[[ DATA RECORDS, beginning ]]

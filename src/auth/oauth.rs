//! Google OAuth 2.0 consumer (authorization code flow).

use anyhow::{anyhow, Context, Result};
use reqwest::Client;
use secrecy::{ExposeSecret, SecretString};
use serde::Deserialize;
use tracing::instrument;
use url::Url;

use super::credentials::FederatedIdentity;

pub const PROVIDER: &str = "google";
pub const STATE_COOKIE_NAME: &str = "authgate_oauth_state";
/// Lifetime of the anti-forgery state cookie, in seconds.
pub const STATE_COOKIE_MAX_AGE: i64 = 10 * 60;

pub const GOOGLE_AUTH_URL: &str = "https://accounts.google.com/o/oauth2/v2/auth";
pub const GOOGLE_TOKEN_URL: &str = "https://oauth2.googleapis.com/token";
pub const GOOGLE_USERINFO_URL: &str = "https://openidconnect.googleapis.com/v1/userinfo";

#[derive(Clone, Debug)]
pub struct GoogleEndpoints {
    pub auth_url: String,
    pub token_url: String,
    pub userinfo_url: String,
}

impl Default for GoogleEndpoints {
    fn default() -> Self {
        Self {
            auth_url: GOOGLE_AUTH_URL.to_string(),
            token_url: GOOGLE_TOKEN_URL.to_string(),
            userinfo_url: GOOGLE_USERINFO_URL.to_string(),
        }
    }
}

#[derive(Deserialize)]
struct TokenResponse {
    access_token: String,
}

#[derive(Deserialize)]
struct UserInfo {
    sub: String,
    email: Option<String>,
    name: Option<String>,
    picture: Option<String>,
}

pub struct GoogleProvider {
    client: Client,
    client_id: String,
    client_secret: SecretString,
    redirect_uri: String,
    endpoints: GoogleEndpoints,
}

impl GoogleProvider {
    /// `base_url` is the public site URL; the callback lives at `/auth/callback/google`.
    ///
    /// # Errors
    /// Returns an error if the HTTP client cannot be built.
    pub fn new(
        client_id: String,
        client_secret: SecretString,
        base_url: &str,
        endpoints: GoogleEndpoints,
    ) -> Result<Self> {
        let client = Client::builder()
            .user_agent(crate::APP_USER_AGENT)
            .build()?;
        Ok(Self {
            client,
            client_id,
            client_secret,
            redirect_uri: format!("{}/auth/callback/google", base_url.trim_end_matches('/')),
            endpoints,
        })
    }

    /// # Errors
    /// Returns an error if the configured authorization URL is not a valid URL.
    pub fn authorization_url(&self, state: &str) -> Result<String> {
        let mut url = Url::parse(&self.endpoints.auth_url).context("invalid authorization URL")?;
        url.query_pairs_mut()
            .append_pair("client_id", &self.client_id)
            .append_pair("redirect_uri", &self.redirect_uri)
            .append_pair("response_type", "code")
            .append_pair("scope", "openid email profile")
            .append_pair("state", state);
        Ok(url.into())
    }

    /// Trade an authorization code for the provider's view of the user.
    ///
    /// # Errors
    /// Returns an error if either provider call fails or no email is released.
    #[instrument(skip_all)]
    pub async fn exchange(&self, code: &str) -> Result<FederatedIdentity> {
        let form = [
            ("code", code),
            ("client_id", self.client_id.as_str()),
            ("client_secret", self.client_secret.expose_secret()),
            ("redirect_uri", self.redirect_uri.as_str()),
            ("grant_type", "authorization_code"),
        ];
        let token: TokenResponse = self
            .client
            .post(&self.endpoints.token_url)
            .form(&form)
            .send()
            .await
            .context("token request failed")?
            .error_for_status()
            .context("token endpoint rejected the code")?
            .json()
            .await
            .context("invalid token response")?;

        let info: UserInfo = self
            .client
            .get(&self.endpoints.userinfo_url)
            .bearer_auth(&token.access_token)
            .send()
            .await
            .context("userinfo request failed")?
            .error_for_status()
            .context("userinfo endpoint rejected the token")?
            .json()
            .await
            .context("invalid userinfo response")?;

        let email = info
            .email
            .ok_or_else(|| anyhow!("provider did not release an email address"))?;
        Ok(FederatedIdentity {
            provider: PROVIDER,
            name: info.name.unwrap_or_else(|| email.clone()),
            subject: info.sub,
            email,
            image: info.picture,
        })
    }
}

[[ DATA RECORDS, end ]]

→ PROBLEM DESCRIPTION
Retype every line above with nothing changed.

→ SOLUTION TO THIS PROBLEM
filename src/auth/oauth.rs
//! Google OAuth 2.0 consumer (authorization code flow).

use anyhow::{anyhow, Context, Result};
use reqwest::Client;
use secrecy::{ExposeSecret, SecretString};
use serde::Deserialize;
use tracing::instrument;
use url::Url;

use super::credentials::FederatedIdentity;

pub const PROVIDER: &str = "google";
pub const STATE_COOKIE_NAME: &str = "authgate_oauth_state";
/// Lifetime of the anti-forgery state cookie, in seconds.
pub const STATE_COOKIE_MAX_AGE: i64 = 10 * 60;

pub const GOOGLE_AUTH_URL: &str = "https://accounts.google.com/o/oauth2/v2/auth";
pub const GOOGLE_TOKEN_URL: &str = "https://oauth2.googleapis.com/token";
pub const GOOGLE_USERINFO_URL: &str = "https://openidconnect.googleapis.com/v1/userinfo";

#[derive(Clone, Debug)]
pub struct GoogleEndpoints {
    pub auth_url: String,
    pub token_url: String,
    pub userinfo_url: String,
}

impl Default for GoogleEndpoints {
    fn default() -> Self {
        Self {
            auth_url: GOOGLE_AUTH_URL.to_string(),
            token_url: GOOGLE_TOKEN_URL.to_string(),
            userinfo_url: GOOGLE_USERINFO_URL.to_string(),
        }
    }
}

#[derive(Deserialize)]
struct TokenResponse {
    access_token: String,
}

#[derive(Deserialize)]
struct UserInfo {
    sub: String,
    email: Option<String>,
    name: Option<String>,
    picture: Option<String>,
}

pub struct GoogleProvider {
    client: Client,
    client_id: String,
    client_secret: SecretString,
    redirect_uri: String,
    endpoints: GoogleEndpoints,
}

impl GoogleProvider {
    /// `base_url` is the public site URL; the callback lives at `/auth/callback/google`.
    ///
    /// # Errors
    /// Returns an error if the HTTP client cannot be built.
    pub fn new(
        client_id: String,
        client_secret: SecretString,
        base_url: &str,
        endpoints: GoogleEndpoints,
    ) -> Result<Self> {
        let client = Client::builder()
            .user_agent(crate::APP_USER_AGENT)
            .build()?;
        Ok(Self {
            client,
            client_id,
            client_secret,
            redirect_uri: format!("{}/auth/callback/google", base_url.trim_end_matches('/')),
            endpoints,
        })
    }

    /// # Errors
    /// Returns an error if the configured authorization URL is not a valid URL.
    pub fn authorization_url(&self, state: &str) -> Result<String> {
        let mut url = Url::parse(&self.endpoints.auth_url).context("invalid authorization URL")?;
        url.query_pairs_mut()
            .append_pair("client_id", &self.client_id)
            .append_pair("redirect_uri", &self.redirect_uri)
            .append_pair("response_type", "code")
            .append_pair("scope", "openid email profile")
            .append_pair("state", state);
        Ok(url.into())
    }

    /// Trade an authorization code for the provider's view of the user.
    ///
    /// # Errors
    /// Returns an error if either provider call fails or no email is released.
    #[instrument(skip_all)]
    pub async fn exchange(&self, code: &str) -> Result<FederatedIdentity> {
        let form = [
            ("code", code),
            ("client_id", self.client_id.as_str()),
            ("client_secret", self.client_secret.expose_secret()),
            ("redirect_uri", self.redirect_uri.as_str()),
            ("grant_type", "authorization_code"),
        ];
        let token: TokenResponse = self
            .client
            .post(&self.endpoints.token_url)
            .form(&form)
            .send()
            .await
            .context("token request failed")?
            .error_for_status()
            .context("token endpoint rejected the code")?
            .json()
            .await
            .context("invalid token response")?;

        let info: UserInfo = self
            .client
            .get(&self.endpoints.userinfo_url)
            .bearer_auth(&token.access_token)
            .send()
            .await
            .context("userinfo request failed")?
            .error_for_status()
            .context("userinfo endpoint rejected the token")?
            .json()
            .await
            .context("invalid userinfo response")?;

        let email = info
            .email
            .ok_or_else(|| anyhow!("provider did not release an email address"))?;
        Ok(FederatedIdentity {
            provider: PROVIDER,
            name: info.name.unwrap_or_else(|| email.clone()),
            subject: info.sub,
            email,
            image: info.picture,
        })
    }
}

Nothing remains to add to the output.